*** Dataset extract

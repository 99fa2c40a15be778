//! Declarative ecosystem model
//!
//! Consumed read-only by the engine.

pub mod ecosystem;
pub mod schema;
pub mod trigger;
mod validation;

pub use ecosystem::*;
pub use schema::{Classification, ClassificationTag, Column, DataType, Dataset, Schema};
pub use trigger::CronTrigger;
pub use validation::unsupported_replica_containers;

******

= Exercise =
Tail of the listing, starting at the line with "Declarative ecosystem model" and ending at the last line: output it exactly and add nothing.

= Solution to the problem =
//! Declarative ecosystem model
//!
//! Consumed read-only by the engine.

pub mod ecosystem;
pub mod schema;
pub mod trigger;
mod validation;

pub use ecosystem::*;
pub use schema::{Classification, ClassificationTag, Column, DataType, Dataset, Schema};
pub use trigger::CronTrigger;
pub use validation::unsupported_replica_containers;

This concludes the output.